Your task → Below are some records. Return exactly the lines from the one containing "let mut batches = 0usize;" through the one containing "let loss = batch.loss(logits);", both included, and only those.

Material for this exercise →
-----

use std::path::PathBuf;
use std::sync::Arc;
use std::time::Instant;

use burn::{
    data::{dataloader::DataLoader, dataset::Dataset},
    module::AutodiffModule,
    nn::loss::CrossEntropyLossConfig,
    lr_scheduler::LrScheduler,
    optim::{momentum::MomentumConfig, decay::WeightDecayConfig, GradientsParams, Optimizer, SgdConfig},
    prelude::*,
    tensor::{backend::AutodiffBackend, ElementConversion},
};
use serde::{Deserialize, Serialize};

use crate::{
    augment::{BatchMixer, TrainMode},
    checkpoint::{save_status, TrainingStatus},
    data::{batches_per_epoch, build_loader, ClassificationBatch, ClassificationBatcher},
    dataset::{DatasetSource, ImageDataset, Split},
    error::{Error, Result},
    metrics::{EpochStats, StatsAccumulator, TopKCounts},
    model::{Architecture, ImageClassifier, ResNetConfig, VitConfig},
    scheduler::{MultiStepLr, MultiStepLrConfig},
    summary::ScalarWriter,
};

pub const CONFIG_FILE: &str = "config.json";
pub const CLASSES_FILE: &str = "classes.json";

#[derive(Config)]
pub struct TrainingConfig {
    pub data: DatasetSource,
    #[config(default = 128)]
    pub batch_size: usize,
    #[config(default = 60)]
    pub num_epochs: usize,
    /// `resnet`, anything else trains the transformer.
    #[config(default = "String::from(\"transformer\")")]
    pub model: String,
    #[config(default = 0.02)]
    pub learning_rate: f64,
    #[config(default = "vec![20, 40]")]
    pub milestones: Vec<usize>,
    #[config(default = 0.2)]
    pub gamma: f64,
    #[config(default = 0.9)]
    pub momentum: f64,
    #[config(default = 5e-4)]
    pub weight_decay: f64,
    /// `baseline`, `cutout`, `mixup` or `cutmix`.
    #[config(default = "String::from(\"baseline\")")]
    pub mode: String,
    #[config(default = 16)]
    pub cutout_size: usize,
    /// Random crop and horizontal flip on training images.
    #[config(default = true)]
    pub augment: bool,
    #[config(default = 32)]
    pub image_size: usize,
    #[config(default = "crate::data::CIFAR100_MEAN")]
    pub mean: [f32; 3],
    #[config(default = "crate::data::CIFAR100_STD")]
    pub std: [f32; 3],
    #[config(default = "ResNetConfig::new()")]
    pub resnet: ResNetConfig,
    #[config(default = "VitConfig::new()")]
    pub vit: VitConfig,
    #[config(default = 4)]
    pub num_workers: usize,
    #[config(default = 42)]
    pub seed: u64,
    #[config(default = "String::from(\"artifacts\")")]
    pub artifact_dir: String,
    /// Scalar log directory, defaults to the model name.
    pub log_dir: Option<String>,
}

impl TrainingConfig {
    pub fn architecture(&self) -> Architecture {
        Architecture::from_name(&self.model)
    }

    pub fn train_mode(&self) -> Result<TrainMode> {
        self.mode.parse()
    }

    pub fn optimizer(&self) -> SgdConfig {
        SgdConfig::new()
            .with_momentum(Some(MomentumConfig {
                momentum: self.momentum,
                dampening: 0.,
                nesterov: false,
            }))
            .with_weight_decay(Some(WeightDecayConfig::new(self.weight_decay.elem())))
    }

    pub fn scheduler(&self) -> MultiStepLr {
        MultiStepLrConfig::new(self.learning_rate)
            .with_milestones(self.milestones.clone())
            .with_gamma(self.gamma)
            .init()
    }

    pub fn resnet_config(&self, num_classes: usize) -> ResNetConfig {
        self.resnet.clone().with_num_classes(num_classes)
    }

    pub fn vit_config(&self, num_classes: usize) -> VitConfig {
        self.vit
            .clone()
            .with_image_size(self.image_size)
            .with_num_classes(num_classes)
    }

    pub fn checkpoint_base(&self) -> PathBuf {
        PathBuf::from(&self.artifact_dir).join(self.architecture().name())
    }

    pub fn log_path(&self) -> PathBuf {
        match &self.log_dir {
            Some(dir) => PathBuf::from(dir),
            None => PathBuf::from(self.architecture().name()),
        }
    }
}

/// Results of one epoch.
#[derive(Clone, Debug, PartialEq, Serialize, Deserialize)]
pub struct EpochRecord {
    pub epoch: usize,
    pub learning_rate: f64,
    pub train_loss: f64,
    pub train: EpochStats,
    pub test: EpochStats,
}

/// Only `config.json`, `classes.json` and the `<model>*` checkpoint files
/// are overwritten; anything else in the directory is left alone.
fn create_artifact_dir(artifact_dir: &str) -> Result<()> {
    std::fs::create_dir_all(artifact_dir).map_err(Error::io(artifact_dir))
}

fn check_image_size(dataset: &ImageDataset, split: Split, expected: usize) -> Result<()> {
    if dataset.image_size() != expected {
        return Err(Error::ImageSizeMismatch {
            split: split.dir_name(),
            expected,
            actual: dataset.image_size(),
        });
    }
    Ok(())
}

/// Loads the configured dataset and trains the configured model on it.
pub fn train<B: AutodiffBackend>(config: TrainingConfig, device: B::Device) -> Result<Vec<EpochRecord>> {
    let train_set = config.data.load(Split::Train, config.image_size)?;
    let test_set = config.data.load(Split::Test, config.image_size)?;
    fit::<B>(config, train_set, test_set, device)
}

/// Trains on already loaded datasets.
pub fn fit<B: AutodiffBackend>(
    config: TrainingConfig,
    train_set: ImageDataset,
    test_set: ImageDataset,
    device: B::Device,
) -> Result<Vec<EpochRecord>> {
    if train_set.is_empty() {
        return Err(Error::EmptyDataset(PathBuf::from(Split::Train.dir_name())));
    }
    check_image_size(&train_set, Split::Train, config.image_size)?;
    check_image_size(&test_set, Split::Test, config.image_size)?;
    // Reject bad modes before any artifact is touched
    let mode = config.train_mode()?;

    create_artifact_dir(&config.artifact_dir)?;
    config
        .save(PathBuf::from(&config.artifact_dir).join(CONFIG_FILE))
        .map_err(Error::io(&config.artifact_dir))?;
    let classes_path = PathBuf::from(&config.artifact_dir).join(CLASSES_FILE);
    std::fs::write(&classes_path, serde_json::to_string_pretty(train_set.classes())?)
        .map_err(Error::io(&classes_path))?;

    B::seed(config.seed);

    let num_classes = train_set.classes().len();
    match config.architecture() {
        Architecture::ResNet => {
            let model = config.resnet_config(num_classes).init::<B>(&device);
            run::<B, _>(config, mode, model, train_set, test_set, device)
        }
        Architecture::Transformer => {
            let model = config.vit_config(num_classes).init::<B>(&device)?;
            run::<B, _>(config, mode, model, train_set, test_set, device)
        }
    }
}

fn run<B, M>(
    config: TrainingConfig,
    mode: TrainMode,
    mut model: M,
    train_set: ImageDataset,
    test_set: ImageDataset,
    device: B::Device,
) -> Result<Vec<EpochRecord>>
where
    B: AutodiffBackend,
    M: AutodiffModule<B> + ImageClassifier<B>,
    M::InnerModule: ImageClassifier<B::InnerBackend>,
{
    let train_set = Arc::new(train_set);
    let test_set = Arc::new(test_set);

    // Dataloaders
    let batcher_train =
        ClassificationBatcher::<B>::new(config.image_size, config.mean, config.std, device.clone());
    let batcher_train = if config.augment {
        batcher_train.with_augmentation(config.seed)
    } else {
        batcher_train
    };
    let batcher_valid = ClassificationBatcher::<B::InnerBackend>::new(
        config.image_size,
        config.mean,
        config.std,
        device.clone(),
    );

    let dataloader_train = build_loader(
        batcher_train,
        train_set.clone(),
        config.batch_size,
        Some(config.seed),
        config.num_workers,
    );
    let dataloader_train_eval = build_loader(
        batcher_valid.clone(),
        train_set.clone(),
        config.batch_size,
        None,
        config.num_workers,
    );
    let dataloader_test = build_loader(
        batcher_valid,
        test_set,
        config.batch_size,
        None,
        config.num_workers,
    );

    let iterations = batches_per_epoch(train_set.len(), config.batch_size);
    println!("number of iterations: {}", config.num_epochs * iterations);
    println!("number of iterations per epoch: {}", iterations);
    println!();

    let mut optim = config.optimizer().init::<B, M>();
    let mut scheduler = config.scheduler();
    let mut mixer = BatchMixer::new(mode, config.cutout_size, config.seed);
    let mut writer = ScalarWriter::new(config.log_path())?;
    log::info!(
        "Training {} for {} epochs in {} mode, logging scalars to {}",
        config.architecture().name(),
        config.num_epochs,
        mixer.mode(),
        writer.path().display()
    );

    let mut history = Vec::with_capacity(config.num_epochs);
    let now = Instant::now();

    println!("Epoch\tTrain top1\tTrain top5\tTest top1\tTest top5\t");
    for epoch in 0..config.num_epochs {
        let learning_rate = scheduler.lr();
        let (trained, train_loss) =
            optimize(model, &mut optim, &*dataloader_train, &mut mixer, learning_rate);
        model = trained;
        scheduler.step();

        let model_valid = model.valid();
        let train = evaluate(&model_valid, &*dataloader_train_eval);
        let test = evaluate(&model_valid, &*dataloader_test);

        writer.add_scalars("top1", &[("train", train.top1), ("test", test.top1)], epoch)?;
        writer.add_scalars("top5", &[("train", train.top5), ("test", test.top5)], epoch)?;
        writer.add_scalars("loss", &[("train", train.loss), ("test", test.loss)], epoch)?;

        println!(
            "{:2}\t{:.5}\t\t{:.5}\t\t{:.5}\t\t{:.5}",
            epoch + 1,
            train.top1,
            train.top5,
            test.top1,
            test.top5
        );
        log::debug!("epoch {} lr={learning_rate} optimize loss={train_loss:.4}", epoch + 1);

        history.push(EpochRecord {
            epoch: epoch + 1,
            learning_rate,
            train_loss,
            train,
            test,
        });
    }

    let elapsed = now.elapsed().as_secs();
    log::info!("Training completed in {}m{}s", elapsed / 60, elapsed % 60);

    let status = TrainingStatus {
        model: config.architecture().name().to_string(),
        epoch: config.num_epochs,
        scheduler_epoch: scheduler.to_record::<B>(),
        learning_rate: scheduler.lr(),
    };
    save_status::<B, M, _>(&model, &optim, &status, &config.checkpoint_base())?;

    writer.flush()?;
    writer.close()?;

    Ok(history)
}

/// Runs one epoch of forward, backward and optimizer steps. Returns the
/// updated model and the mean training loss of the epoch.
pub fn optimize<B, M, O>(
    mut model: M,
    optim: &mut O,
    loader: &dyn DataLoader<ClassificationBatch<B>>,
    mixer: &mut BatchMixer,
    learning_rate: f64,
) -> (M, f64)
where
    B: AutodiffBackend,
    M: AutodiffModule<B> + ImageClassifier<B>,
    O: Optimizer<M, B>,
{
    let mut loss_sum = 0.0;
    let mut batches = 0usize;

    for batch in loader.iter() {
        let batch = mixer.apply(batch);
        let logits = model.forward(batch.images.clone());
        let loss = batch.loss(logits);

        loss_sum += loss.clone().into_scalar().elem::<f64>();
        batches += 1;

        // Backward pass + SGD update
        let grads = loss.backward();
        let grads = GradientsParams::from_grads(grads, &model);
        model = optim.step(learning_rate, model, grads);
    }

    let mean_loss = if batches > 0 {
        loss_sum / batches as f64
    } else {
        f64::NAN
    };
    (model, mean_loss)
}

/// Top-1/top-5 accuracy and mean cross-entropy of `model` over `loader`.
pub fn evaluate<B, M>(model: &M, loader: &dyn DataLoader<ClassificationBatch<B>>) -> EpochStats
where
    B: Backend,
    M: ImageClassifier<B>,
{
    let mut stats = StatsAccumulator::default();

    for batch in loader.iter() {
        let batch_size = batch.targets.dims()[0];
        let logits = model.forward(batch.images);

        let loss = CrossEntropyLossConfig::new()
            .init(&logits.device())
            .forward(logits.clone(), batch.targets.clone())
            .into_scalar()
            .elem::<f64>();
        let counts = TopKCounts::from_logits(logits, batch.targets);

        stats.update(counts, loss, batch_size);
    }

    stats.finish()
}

-----

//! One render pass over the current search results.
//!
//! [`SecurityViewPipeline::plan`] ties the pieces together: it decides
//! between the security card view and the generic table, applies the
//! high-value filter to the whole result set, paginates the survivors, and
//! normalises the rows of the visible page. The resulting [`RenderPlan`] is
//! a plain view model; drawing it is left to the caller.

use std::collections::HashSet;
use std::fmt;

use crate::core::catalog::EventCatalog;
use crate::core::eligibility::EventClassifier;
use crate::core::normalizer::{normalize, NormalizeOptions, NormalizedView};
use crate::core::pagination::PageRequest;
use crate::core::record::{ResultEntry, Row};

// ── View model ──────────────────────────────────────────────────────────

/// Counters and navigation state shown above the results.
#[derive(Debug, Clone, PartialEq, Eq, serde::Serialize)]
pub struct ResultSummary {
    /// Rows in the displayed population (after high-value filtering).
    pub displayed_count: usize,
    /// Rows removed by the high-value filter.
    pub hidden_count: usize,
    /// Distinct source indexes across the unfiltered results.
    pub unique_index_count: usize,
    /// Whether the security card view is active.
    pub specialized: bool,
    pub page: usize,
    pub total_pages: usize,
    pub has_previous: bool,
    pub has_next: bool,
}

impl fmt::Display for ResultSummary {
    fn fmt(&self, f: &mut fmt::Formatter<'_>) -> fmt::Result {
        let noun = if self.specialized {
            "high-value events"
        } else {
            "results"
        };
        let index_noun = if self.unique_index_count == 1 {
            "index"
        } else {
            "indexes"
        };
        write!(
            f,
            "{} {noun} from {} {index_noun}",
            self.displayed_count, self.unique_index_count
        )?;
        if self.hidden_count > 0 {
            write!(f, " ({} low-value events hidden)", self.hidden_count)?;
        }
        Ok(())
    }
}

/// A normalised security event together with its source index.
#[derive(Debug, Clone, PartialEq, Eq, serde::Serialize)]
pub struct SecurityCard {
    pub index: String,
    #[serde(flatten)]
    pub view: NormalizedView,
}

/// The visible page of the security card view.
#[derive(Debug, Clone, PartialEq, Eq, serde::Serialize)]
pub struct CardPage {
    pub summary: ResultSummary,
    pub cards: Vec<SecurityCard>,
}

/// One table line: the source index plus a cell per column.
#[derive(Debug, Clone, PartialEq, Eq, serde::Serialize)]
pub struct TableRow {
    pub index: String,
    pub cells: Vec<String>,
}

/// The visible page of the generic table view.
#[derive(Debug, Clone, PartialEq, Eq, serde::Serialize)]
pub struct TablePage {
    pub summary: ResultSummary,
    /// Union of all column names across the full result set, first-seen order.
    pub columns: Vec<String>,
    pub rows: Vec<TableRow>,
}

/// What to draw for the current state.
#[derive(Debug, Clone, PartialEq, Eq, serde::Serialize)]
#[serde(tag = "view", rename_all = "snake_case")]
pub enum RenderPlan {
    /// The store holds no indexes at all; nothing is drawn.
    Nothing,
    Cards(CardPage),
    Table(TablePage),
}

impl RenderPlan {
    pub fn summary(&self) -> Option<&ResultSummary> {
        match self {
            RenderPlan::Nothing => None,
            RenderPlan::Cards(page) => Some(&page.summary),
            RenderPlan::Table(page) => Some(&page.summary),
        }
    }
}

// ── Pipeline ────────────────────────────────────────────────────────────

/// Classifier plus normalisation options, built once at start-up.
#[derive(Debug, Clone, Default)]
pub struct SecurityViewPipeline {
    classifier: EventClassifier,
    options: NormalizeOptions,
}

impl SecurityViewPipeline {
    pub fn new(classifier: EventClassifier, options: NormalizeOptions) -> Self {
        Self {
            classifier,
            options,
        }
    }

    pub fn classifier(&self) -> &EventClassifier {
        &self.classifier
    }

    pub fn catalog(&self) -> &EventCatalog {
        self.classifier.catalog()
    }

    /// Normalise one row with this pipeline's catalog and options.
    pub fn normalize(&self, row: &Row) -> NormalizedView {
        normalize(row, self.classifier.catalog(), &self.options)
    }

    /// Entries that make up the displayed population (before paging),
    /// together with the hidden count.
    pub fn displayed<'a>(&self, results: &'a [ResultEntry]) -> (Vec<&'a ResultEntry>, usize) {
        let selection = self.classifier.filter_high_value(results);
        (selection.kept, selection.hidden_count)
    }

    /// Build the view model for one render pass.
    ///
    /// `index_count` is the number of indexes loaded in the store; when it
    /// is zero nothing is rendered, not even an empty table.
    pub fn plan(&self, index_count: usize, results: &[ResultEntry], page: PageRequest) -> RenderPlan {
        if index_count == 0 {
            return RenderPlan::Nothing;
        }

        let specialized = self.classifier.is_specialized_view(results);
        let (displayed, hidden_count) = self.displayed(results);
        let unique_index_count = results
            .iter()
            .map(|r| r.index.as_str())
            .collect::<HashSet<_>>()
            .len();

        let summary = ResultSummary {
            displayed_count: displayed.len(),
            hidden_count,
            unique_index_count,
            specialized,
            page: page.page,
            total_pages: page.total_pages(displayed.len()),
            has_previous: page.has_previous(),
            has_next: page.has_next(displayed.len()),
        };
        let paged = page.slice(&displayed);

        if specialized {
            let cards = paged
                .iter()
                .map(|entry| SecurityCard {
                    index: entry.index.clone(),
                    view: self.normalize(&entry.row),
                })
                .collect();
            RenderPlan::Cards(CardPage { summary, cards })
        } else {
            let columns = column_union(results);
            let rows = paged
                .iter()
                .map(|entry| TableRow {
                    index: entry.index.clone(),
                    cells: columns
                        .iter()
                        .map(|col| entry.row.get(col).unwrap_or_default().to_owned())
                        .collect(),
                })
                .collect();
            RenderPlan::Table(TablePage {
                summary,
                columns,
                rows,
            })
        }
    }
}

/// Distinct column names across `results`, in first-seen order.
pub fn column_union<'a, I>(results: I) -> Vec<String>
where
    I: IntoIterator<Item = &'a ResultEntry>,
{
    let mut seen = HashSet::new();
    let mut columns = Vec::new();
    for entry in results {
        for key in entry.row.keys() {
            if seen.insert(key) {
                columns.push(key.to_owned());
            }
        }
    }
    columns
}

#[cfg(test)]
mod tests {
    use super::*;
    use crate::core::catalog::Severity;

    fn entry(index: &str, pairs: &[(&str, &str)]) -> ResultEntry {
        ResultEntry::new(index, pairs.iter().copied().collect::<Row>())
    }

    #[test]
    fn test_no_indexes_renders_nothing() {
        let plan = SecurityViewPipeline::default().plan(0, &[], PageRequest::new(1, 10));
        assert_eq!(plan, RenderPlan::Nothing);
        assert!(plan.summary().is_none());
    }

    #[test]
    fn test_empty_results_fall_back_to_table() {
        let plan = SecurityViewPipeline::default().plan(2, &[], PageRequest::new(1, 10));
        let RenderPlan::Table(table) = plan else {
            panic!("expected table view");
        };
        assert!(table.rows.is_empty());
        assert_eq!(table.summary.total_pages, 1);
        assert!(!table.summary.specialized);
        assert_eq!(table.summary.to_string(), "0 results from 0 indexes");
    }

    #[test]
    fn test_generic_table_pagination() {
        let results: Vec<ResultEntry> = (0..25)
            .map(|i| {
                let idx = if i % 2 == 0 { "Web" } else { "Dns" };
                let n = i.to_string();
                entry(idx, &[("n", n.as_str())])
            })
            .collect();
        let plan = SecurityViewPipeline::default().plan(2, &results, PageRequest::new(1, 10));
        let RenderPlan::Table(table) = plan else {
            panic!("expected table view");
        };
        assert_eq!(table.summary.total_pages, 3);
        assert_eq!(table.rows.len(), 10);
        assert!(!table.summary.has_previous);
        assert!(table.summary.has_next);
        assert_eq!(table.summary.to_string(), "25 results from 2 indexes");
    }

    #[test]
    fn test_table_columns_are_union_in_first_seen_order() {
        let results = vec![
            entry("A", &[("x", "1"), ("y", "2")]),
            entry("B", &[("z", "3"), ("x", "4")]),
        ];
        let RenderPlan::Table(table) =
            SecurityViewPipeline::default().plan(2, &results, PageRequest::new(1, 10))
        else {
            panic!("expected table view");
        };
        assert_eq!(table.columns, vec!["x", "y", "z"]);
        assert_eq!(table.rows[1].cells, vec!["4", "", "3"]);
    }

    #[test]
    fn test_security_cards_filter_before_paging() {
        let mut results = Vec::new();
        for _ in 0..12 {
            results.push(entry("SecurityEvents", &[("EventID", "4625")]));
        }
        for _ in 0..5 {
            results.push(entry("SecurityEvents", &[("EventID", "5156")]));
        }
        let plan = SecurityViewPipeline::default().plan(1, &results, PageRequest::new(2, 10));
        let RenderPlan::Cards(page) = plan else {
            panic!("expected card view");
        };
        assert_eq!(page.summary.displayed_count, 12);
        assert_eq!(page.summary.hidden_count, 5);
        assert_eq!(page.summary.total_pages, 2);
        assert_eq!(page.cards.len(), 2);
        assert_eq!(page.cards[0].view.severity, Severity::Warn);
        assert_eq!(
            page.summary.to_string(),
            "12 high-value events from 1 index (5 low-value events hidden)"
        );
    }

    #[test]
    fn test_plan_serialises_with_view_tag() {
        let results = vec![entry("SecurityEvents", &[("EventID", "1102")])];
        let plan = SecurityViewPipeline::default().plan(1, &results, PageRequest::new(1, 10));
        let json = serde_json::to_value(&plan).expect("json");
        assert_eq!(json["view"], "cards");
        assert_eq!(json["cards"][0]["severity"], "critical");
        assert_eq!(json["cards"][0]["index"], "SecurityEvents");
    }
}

-----

Task answer →
    let mut batches = 0usize;

    for batch in loader.iter() {
        let batch = mixer.apply(batch);
        let logits = model.forward(batch.images.clone());
        let loss = batch.loss(logits);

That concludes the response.